Your dataframe may contain less columns if your bank doesn’t provide that specific data in its CAMT.053 files.

Creating some useful plots

Now let’s see how we can use this data to create some nice looking graphs.

Account balance over time

By joining the balances and statements dataframes we can plot the account balance over time. A dropdown widget is used to select the account number. For each month, we’ll plot the mean balance. For obvious reasons I’m showing ficticious data.

@interact(iban=widgets.Dropdown(options=statements.IBAN.unique(), description='Account:'))
def plot_account_balance(iban):
    statement_balances = pd.merge(left=balances, right=statements, left_on=['FileName','Identification'], right_on=['FileName','Identification']).query('Code=="CLBD" & IBAN==@iban')
    statement_balances.loc[statement_balances['CreditDebitIndicator'] == 'DBIT', 'Amount'] *= -1

    xticks = [(y, m) for y, m in statement_balances.groupby([statement_balances.Date.dt.year, statement_balances.Date.dt.month]).size().index]
    xtick_labels = ["{}, {}".format(y, m) for y, _, m in statement_balances.groupby([statement_balances.Date.dt.year, statement_balances.Date.dt.month, statement_balances.Date.dt.month_name()]).size().index]
    
    ax = (statement_balances
        .groupby([statement_balances.Date.dt.year, statement_balances.Date.dt.month])['Amount'].mean()
        .plot(kind='line', figsize=(14,5))
    )
    ax.set_xticks(np.arange(0,len(xticks),1))
    ax.set_xticklabels(xtick_labels, rotation = 90)
    ax.set_xlabel(None)
    ax.yaxis.set_major_formatter(ticker.FormatStrFormatter("\u20ac%d"))
    
    plt.plot()

Income vs. expenses over time

To get an idea of one’s monthly income and expenses over time we can plot a grouped bar chart. We’ll use a dropdown widget to select the account number and a slider to select the date range.

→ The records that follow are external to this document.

//! PostgreSQL implementation of MessageRepository

use async_trait::async_trait;
use chrono::{DateTime, Utc};
use sqlx::PgPool;
use tracing::instrument;

use ledger_core::traits::{MessageRepository, RepoResult};
use ledger_core::Message;

use crate::models::MessageModel;

use super::error::map_db_error;

const MESSAGE_COLUMNS: &str = "id, username, content, date, time, expires_at";

/// PostgreSQL implementation of MessageRepository
#[derive(Clone)]
pub struct PgMessageRepository {
    pool: PgPool,
}

impl PgMessageRepository {
    /// Create a new PgMessageRepository
    pub fn new(pool: PgPool) -> Self {
        Self { pool }
    }
}

#[async_trait]
impl MessageRepository for PgMessageRepository {
    /// Newest first by (date, time); equal timestamps list in insertion order.
    #[instrument(skip(self))]
    async fn list_recent(&self, username: &str, limit: i64) -> RepoResult<Vec<Message>> {
        let rows = sqlx::query_as::<_, MessageModel>(&format!(
            r"
            SELECT {MESSAGE_COLUMNS} FROM messages
            WHERE username = $1
            ORDER BY date DESC, time DESC, id ASC
            LIMIT $2
            ",
        ))
        .bind(username)
        .bind(limit)
        .fetch_all(&self.pool)
        .await
        .map_err(map_db_error)?;

        Ok(rows.into_iter().map(Message::from).collect())
    }

    #[instrument(skip(self))]
    async fn delete_expired(&self, now: DateTime<Utc>) -> RepoResult<u64> {
        let result = sqlx::query("DELETE FROM messages WHERE expires_at <= $1")
            .bind(now)
            .execute(&self.pool)
            .await
            .map_err(map_db_error)?;

        Ok(result.rows_affected())
    }
}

dates = pd.date_range(entries.ValueDate.min(), entries.ValueDate.max() + timedelta(days=31), freq='M')
@interact(
    iban=widgets.Dropdown(options=statements.IBAN.unique(), description='Account:', layout={'width': '500px'}), 
    date_range=widgets.SelectionRangeSlider(
        options=[(date.strftime(' %b %Y '), date) for date in dates],
        index=(0, len(dates)-1),
        description='Dates:',
        layout={'width': '500px'}
    )
)
def plot_income_expenses(iban, date_range):
    start_date = datetime(date_range[0].year, date_range[0].month, 1)
    end_date = date_range[1]
    transactions = pd.merge(left=statements, right=entries, left_on=['FileName', 'Identification'], right_on=['FileName', 'Identification']).query('IBAN == @iban & ValueDate >= @start_date & ValueDate <= @end_date')
    
    xticks = ["{}, {}".format(y, m) for y, _, m in transactions.groupby([transactions.ValueDate.dt.year, transactions.ValueDate.dt.month, transactions.ValueDate.dt.month_name()]).size().index]
    
    ax = (transactions
        .groupby([transactions.ValueDate.dt.year, transactions.ValueDate.dt.month, 'CreditDebitIndicator'])['Amount'].sum().unstack('CreditDebitIndicator')
        .plot(kind='bar', figsize=(14,5), color=['tab:blue', 'tab:orange'])
    )
    ax.legend(['Income', 'Expenses'])
    ax.set_xticklabels(xticks)
    ax.set_xlabel(None)
    ax.yaxis.set_major_formatter(ticker.FormatStrFormatter("\u20ac%d"))

    # Calculate average values
    averages = transactions.groupby([transactions.ValueDate.dt.year, transactions.ValueDate.dt.month, 'CreditDebitIndicator'])['Amount'].sum().unstack('CreditDebitIndicator').mean()
    
    # Plot average lines
    ax.axhline(y=averages.get('CRDT', 0), linestyle='--', color='tab:blue')
    ax.axhline(y=averages.get('DBIT', 0), linestyle='--', color='tab:orange')
    
    plt.plot()

The two horizontal lines show the average income and expenses in the selected date range.

Heatmap of income and expenses

We can subtract the expenses from the income for each month and turn this into a heatmap. This shows the monthly increase or decrease of money in an account.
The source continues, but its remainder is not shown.